REQUIRED WORK
Take each line of the records below that contains the string "role" and copy it.

##########

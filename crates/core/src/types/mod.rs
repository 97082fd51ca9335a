//! Core types for Moorline.
//!
//! This module provides type-safe wrappers for common domain concepts.

pub mod email;
pub mod id;
pub mod role;

pub use email::{Email, EmailError};
pub use id::*;
pub use role::{MembershipStatus, OrgRole, RequestStatus};
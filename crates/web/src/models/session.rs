//! Session-related types.
//!
//! Types stored in the session for authentication and navigation state.

use serde::{Deserialize, Serialize};

use moorline_core::{Email, UserId};

/// Session-stored user identity.
///
/// Minimal data stored in the session to identify the signed-in user. The
/// bearer token lives here too so every API call can carry it without a
/// round trip to the identity provider.
#[derive(Debug, Clone, Serialize, Deserialize)]
pub struct CurrentUser {
    /// User's Moorline ID.
    pub id: UserId,
    /// User's email address.
    pub email: Email,
    /// Display name, when the identity provider supplied one.
    pub name: Option<String>,
    /// Whether the user may access the super-admin console.
    pub is_super_admin: bool,
    /// Bearer token for Moorline API calls.
    pub api_token: String,
}

impl CurrentUser {
    /// Name to greet the user with.
    #[must_use]
    pub fn display_name(&self) -> &str {
        self.name.as_deref().unwrap_or_else(|| self.email.as_str())
    }
}

/// Session keys for authentication and navigation data.
pub mod keys {
    /// Key for storing the current signed-in user.
    pub const CURRENT_USER: &str = "current_user";

    /// Key for the selected organization id.
    pub const SELECTED_ORG: &str = "selected_org";

    /// Key for pending flash toasts.
    pub const FLASH: &str = "flash";

    /// Key for the post-sign-in return path.
    pub const RETURN_TO: &str = "return_to";
}

#[cfg(test)]
#[allow(clippy::unwrap_used)]
mod tests {
    use super::*;

    #[test]
    fn test_display_name_falls_back_to_email() {
        let mut user = CurrentUser {
            id: UserId::new(1),
            email: Email::parse("skipper@example.com").unwrap(),
            name: None,
            is_super_admin: false,
            api_token: "tok".to_string(),
        };
        assert_eq!(user.display_name(), "skipper@example.com");

        user.name = Some("Sam".to_string());
        assert_eq!(user.display_name(), "Sam");
    }
}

##########

TASK RESPONSE
pub mod role;
pub use role::{MembershipStatus, OrgRole, RequestStatus};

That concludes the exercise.